- [Exercise aim]:
Produce the records again in full, exactly as shown below.

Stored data
------------------------------------------------------------

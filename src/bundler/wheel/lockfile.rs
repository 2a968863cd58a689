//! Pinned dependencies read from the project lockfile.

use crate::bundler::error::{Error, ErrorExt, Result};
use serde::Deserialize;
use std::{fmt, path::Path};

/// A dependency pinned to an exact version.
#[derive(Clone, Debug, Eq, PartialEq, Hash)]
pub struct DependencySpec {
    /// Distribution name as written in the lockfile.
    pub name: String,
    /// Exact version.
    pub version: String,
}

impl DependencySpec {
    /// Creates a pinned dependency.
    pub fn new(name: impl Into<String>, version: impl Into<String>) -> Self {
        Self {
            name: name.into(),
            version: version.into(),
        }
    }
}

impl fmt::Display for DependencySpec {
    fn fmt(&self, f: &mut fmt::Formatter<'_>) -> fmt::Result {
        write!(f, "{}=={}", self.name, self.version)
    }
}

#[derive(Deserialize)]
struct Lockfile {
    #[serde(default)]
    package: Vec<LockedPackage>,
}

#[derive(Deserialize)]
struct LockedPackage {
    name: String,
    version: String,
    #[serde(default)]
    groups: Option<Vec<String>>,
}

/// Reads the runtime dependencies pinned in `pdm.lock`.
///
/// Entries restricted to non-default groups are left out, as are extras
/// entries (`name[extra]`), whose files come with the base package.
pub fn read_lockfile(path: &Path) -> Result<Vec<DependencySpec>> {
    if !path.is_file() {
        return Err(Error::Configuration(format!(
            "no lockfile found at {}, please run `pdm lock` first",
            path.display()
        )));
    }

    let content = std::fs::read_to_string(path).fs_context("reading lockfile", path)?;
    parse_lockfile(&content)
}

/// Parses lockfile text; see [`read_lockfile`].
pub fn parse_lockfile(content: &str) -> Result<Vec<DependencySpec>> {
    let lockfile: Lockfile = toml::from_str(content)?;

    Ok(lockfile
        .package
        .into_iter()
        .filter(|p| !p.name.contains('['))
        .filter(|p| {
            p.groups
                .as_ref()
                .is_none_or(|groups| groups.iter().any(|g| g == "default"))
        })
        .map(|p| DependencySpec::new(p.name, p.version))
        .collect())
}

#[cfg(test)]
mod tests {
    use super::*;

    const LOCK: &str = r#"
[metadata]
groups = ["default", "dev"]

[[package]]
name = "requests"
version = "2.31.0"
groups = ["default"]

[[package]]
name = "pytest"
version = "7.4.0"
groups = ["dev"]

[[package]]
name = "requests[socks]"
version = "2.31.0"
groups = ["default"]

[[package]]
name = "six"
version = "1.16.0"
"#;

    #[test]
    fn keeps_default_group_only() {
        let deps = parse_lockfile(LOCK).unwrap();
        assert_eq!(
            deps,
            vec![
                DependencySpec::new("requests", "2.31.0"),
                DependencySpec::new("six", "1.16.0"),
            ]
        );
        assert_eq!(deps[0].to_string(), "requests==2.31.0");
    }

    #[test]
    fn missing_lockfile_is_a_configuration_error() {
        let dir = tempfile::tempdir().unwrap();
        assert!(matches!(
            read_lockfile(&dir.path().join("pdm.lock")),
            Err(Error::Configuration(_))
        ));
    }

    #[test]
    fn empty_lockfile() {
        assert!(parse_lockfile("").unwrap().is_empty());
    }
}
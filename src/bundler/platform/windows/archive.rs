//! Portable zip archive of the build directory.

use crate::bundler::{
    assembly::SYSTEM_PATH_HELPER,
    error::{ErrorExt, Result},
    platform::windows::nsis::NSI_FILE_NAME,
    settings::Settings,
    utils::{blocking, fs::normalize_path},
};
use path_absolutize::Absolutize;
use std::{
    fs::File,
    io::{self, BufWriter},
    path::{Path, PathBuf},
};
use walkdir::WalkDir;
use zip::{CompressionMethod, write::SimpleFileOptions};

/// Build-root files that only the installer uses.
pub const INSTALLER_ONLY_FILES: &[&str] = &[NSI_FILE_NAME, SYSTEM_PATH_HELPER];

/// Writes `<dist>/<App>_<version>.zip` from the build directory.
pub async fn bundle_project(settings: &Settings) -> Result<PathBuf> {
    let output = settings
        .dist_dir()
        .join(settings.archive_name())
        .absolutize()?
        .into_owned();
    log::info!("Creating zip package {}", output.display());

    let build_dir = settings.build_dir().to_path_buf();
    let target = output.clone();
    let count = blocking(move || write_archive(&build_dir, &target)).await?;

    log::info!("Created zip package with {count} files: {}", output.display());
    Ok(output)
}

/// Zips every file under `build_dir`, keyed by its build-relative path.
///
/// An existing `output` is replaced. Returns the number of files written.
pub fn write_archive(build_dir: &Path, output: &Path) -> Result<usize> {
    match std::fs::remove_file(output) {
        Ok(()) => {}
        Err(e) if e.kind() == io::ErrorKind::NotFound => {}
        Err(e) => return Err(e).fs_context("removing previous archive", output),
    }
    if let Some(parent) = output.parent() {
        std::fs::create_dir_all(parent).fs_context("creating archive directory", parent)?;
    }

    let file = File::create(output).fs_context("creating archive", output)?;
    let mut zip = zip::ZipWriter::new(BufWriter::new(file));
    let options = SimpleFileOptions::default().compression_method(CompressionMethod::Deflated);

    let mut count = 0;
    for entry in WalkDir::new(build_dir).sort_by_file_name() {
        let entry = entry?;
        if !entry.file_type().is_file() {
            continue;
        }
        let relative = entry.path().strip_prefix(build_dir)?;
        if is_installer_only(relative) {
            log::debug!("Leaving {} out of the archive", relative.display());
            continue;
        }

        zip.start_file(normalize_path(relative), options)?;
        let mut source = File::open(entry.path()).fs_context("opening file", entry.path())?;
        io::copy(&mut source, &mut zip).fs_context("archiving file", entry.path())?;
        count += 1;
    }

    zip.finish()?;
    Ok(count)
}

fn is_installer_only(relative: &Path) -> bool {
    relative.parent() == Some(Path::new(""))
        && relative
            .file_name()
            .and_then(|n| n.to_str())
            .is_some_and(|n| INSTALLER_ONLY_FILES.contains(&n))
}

------------------------------------------------------------

- [Finished exercise]:
filename src/bundler/wheel/lockfile.rs
repository 2a968863cd58a689
//! Pinned dependencies read from the project lockfile.

use crate::bundler::error::{Error, ErrorExt, Result};
use serde::Deserialize;
use std::{fmt, path::Path};

/// A dependency pinned to an exact version.
#[derive(Clone, Debug, Eq, PartialEq, Hash)]
pub struct DependencySpec {
    /// Distribution name as written in the lockfile.
    pub name: String,
    /// Exact version.
    pub version: String,
}

impl DependencySpec {
    /// Creates a pinned dependency.
    pub fn new(name: impl Into<String>, version: impl Into<String>) -> Self {
        Self {
            name: name.into(),
            version: version.into(),
        }
    }
}

impl fmt::Display for DependencySpec {
    fn fmt(&self, f: &mut fmt::Formatter<'_>) -> fmt::Result {
        write!(f, "{}=={}", self.name, self.version)
    }
}

#[derive(Deserialize)]
struct Lockfile {
    #[serde(default)]
    package: Vec<LockedPackage>,
}

#[derive(Deserialize)]
struct LockedPackage {
    name: String,
    version: String,
    #[serde(default)]
    groups: Option<Vec<String>>,
}

/// Reads the runtime dependencies pinned in `pdm.lock`.
///
/// Entries restricted to non-default groups are left out, as are extras
/// entries (`name[extra]`), whose files come with the base package.
pub fn read_lockfile(path: &Path) -> Result<Vec<DependencySpec>> {
    if !path.is_file() {
        return Err(Error::Configuration(format!(
            "no lockfile found at {}, please run `pdm lock` first",
            path.display()
        )));
    }

    let content = std::fs::read_to_string(path).fs_context("reading lockfile", path)?;
    parse_lockfile(&content)
}

/// Parses lockfile text; see [`read_lockfile`].
pub fn parse_lockfile(content: &str) -> Result<Vec<DependencySpec>> {
    let lockfile: Lockfile = toml::from_str(content)?;

    Ok(lockfile
        .package
        .into_iter()
        .filter(|p| !p.name.contains('['))
        .filter(|p| {
            p.groups
                .as_ref()
                .is_none_or(|groups| groups.iter().any(|g| g == "default"))
        })
        .map(|p| DependencySpec::new(p.name, p.version))
        .collect())
}

#[cfg(test)]
mod tests {
    use super::*;

    const LOCK: &str = r#"
[metadata]
groups = ["default", "dev"]

[[package]]
name = "requests"
version = "2.31.0"
groups = ["default"]

[[package]]
name = "pytest"
version = "7.4.0"
groups = ["dev"]

[[package]]
name = "requests[socks]"
version = "2.31.0"
groups = ["default"]

[[package]]
name = "six"
version = "1.16.0"
"#;

    #[test]
    fn keeps_default_group_only() {
        let deps = parse_lockfile(LOCK).unwrap();
        assert_eq!(
            deps,
            vec![
                DependencySpec::new("requests", "2.31.0"),
                DependencySpec::new("six", "1.16.0"),
            ]
        );
        assert_eq!(deps[0].to_string(), "requests==2.31.0");
    }

    #[test]
    fn missing_lockfile_is_a_configuration_error() {
        let dir = tempfile::tempdir().unwrap();
        assert!(matches!(
            read_lockfile(&dir.path().join("pdm.lock")),
            Err(Error::Configuration(_))
        ));
    }

    #[test]
    fn empty_lockfile() {
        assert!(parse_lockfile("").unwrap().is_empty());
    }
}
filename src/bundler/platform/windows/archive.rs
//! Portable zip archive of the build directory.

use crate::bundler::{
    assembly::SYSTEM_PATH_HELPER,
    error::{ErrorExt, Result},
    platform::windows::nsis::NSI_FILE_NAME,
    settings::Settings,
    utils::{blocking, fs::normalize_path},
};
use path_absolutize::Absolutize;
use std::{
    fs::File,
    io::{self, BufWriter},
    path::{Path, PathBuf},
};
use walkdir::WalkDir;
use zip::{CompressionMethod, write::SimpleFileOptions};

/// Build-root files that only the installer uses.
pub const INSTALLER_ONLY_FILES: &[&str] = &[NSI_FILE_NAME, SYSTEM_PATH_HELPER];

/// Writes `<dist>/<App>_<version>.zip` from the build directory.
pub async fn bundle_project(settings: &Settings) -> Result<PathBuf> {
    let output = settings
        .dist_dir()
        .join(settings.archive_name())
        .absolutize()?
        .into_owned();
    log::info!("Creating zip package {}", output.display());

    let build_dir = settings.build_dir().to_path_buf();
    let target = output.clone();
    let count = blocking(move || write_archive(&build_dir, &target)).await?;

    log::info!("Created zip package with {count} files: {}", output.display());
    Ok(output)
}

/// Zips every file under `build_dir`, keyed by its build-relative path.
///
/// An existing `output` is replaced. Returns the number of files written.
pub fn write_archive(build_dir: &Path, output: &Path) -> Result<usize> {
    match std::fs::remove_file(output) {
        Ok(()) => {}
        Err(e) if e.kind() == io::ErrorKind::NotFound => {}
        Err(e) => return Err(e).fs_context("removing previous archive", output),
    }
    if let Some(parent) = output.parent() {
        std::fs::create_dir_all(parent).fs_context("creating archive directory", parent)?;
    }

    let file = File::create(output).fs_context("creating archive", output)?;
    let mut zip = zip::ZipWriter::new(BufWriter::new(file));
    let options = SimpleFileOptions::default().compression_method(CompressionMethod::Deflated);

    let mut count = 0;
    for entry in WalkDir::new(build_dir).sort_by_file_name() {
        let entry = entry?;
        if !entry.file_type().is_file() {
            continue;
        }
        let relative = entry.path().strip_prefix(build_dir)?;
        if is_installer_only(relative) {
            log::debug!("Leaving {} out of the archive", relative.display());
            continue;
        }

        zip.start_file(normalize_path(relative), options)?;
        let mut source = File::open(entry.path()).fs_context("opening file", entry.path())?;
        io::copy(&mut source, &mut zip).fs_context("archiving file", entry.path())?;
        count += 1;
    }

    zip.finish()?;
    Ok(count)
}

fn is_installer_only(relative: &Path) -> bool {
    relative.parent() == Some(Path::new(""))
        && relative
            .file_name()
            .and_then(|n| n.to_str())
            .is_some_and(|n| INSTALLER_ONLY_FILES.contains(&n))
}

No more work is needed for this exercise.